_TASK TO COMPLETE_
Search the entries below for the string "usize" and give the number of lines that hold it, nothing else.

_DATASET_
........

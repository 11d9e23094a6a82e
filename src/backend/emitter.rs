//! Code writer - builds indented source text for both backends
//!
//! `CodeWriter` is a formatting sink: it knows nothing about the IR or the target language. The
//! backends render expressions to strings and statements/declarations through a writer.
//!
//! ## Multi-line fragments
//!
//! A fragment passed to [`CodeWriter::line`] may contain newlines (a rendered `match` or IIFE).
//! Each of its lines is re-indented at the current depth, so fragments are rendered relative to
//! column zero and nest correctly at any depth.

use std::fmt::Write;

/// A buffer for building source code with indentation tracking
#[derive(Debug, Clone)]
pub struct CodeWriter {
    buffer: String,
    indent_level: usize,
    indent_unit: String,
}

impl Default for CodeWriter {
    fn default() -> Self {
        Self::with_indent_width(4)
    }
}

impl CodeWriter {
    pub fn new(indent_unit: impl Into<String>) -> Self {
        Self {
            buffer: String::new(),
            indent_level: 0,
            indent_unit: indent_unit.into(),
        }
    }

    /// Writer indenting with `width` spaces per level.
    pub fn with_indent_width(width: usize) -> Self {
        Self::new(" ".repeat(width))
    }

    /// A fresh writer with the same indent unit, starting at depth zero.
    pub fn fork(&self) -> Self {
        Self::new(self.indent_unit.clone())
    }

    /// Get the generated code
    pub fn finish(self) -> String {
        self.buffer
    }

    /// Get current buffer as string slice
    pub fn as_str(&self) -> &str {
        &self.buffer
    }

    pub fn indent_level(&self) -> usize {
        self.indent_level
    }

    /// Write a line with current indentation.
    ///
    /// Embedded newlines start new lines at the same indentation.
    pub fn line(&mut self, s: &str) {
        for part in s.split('\n') {
            if part.is_empty() {
                self.buffer.push('\n');
                continue;
            }
            self.write_indent();
            self.buffer.push_str(part);
            self.buffer.push('\n');
        }
    }

    /// Write several lines, each at the current indentation.
    pub fn lines<'a>(&mut self, lines: impl IntoIterator<Item = &'a str>) {
        for l in lines {
            self.line(l);
        }
    }

    /// Write text without newline
    pub fn write(&mut self, s: &str) {
        self.buffer.push_str(s);
    }

    /// Write formatted text
    pub fn writef(&mut self, args: std::fmt::Arguments<'_>) {
        let _ = self.buffer.write_fmt(args);
    }

    /// Write a blank line
    pub fn blank_line(&mut self) {
        self.buffer.push('\n');
    }

    /// Write indentation only
    pub fn write_indent(&mut self) {
        for _ in 0..self.indent_level {
            self.buffer.push_str(&self.indent_unit);
        }
    }

    /// Increase indent level
    pub fn indent(&mut self) {
        self.indent_level += 1;
    }

    /// Decrease indent level
    pub fn dedent(&mut self) {
        if self.indent_level > 0 {
            self.indent_level -= 1;
        }
    }

    /// Write `header {`, the body one level deeper, then `closer`.
    pub fn block<F>(&mut self, header: &str, closer: &str, f: F)
    where
        F: FnOnce(&mut Self),
    {
        self.open(header);
        f(self);
        self.close(closer);
    }

    /// Fallible [`CodeWriter::block`]. The indent level is restored even when `f` fails.
    pub fn try_block<F, E>(&mut self, header: &str, closer: &str, f: F) -> Result<(), E>
    where
        F: FnOnce(&mut Self) -> Result<(), E>,
    {
        let level = self.indent_level;
        self.open(header);
        let result = f(self);
        if result.is_err() {
            self.indent_level = level;
            return result;
        }
        self.close(closer);
        result
    }

    fn open(&mut self, header: &str) {
        if header.is_empty() {
            self.line("{");
        } else {
            self.line(&format!("{} {{", header));
        }
        self.indent();
    }

    fn close(&mut self, closer: &str) {
        self.dedent();
        self.line(closer);
    }
}

/// Join rendered items with `, `.
pub fn comma_list<I, S>(items: I) -> String
where
    I: IntoIterator<Item = S>,
    S: AsRef<str>,
{
    let mut out = String::new();
    for (i, item) in items.into_iter().enumerate() {
        if i > 0 {
            out.push_str(", ");
        }
        out.push_str(item.as_ref());
    }
    out
}
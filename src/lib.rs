#![forbid(unsafe_code)]
//! dualgen: one AST-transform DSL, two plugin ecosystems
//!
//! dualgen reads the validated IR of a DSL program (JSON) and generates two plugins from it: a Babel
//! plugin in JavaScript and an SWC plugin in Rust. This crate provides the front end (IR loading and
//! validation), the two backends, and the CLI.
//!
//! ## Panic Policy
//!
//! This codebase follows explicit error handling:
//!
//! - **Production code**: Use `Result` or `Option` with `?` / `ok_or` / `map_err`. The `cli` module
//!   enforces `#![deny(clippy::unwrap_used)]`.
//!
//! - **Test code**: `.unwrap()` and `.expect()` are acceptable in tests.
//!
//! - **Generated code**: DSL calls such as `unwrap()` pass through to the SWC output as text. These
//!   are output strings, not method calls in the generator.
//!
//! - **True invariants**: registry lookups by a typed id (`info_for`) use `.expect` and document the
//!   panic; a panic there is a registry bug, not a user error.

pub mod backend;
pub mod cli;
pub mod config;
pub mod frontend;
pub mod ir;

pub use backend::{Backend, DualCodegen, DualOutput, GeneratedFile, OutputWriter};
pub use config::{CodegenConfig, ModuleStyle};
pub use frontend::diagnostics;
pub use frontend::{load_file, load_str, validate};
pub use ir::IrProgram;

........

_OUTPUT FOR THIS TASK_
3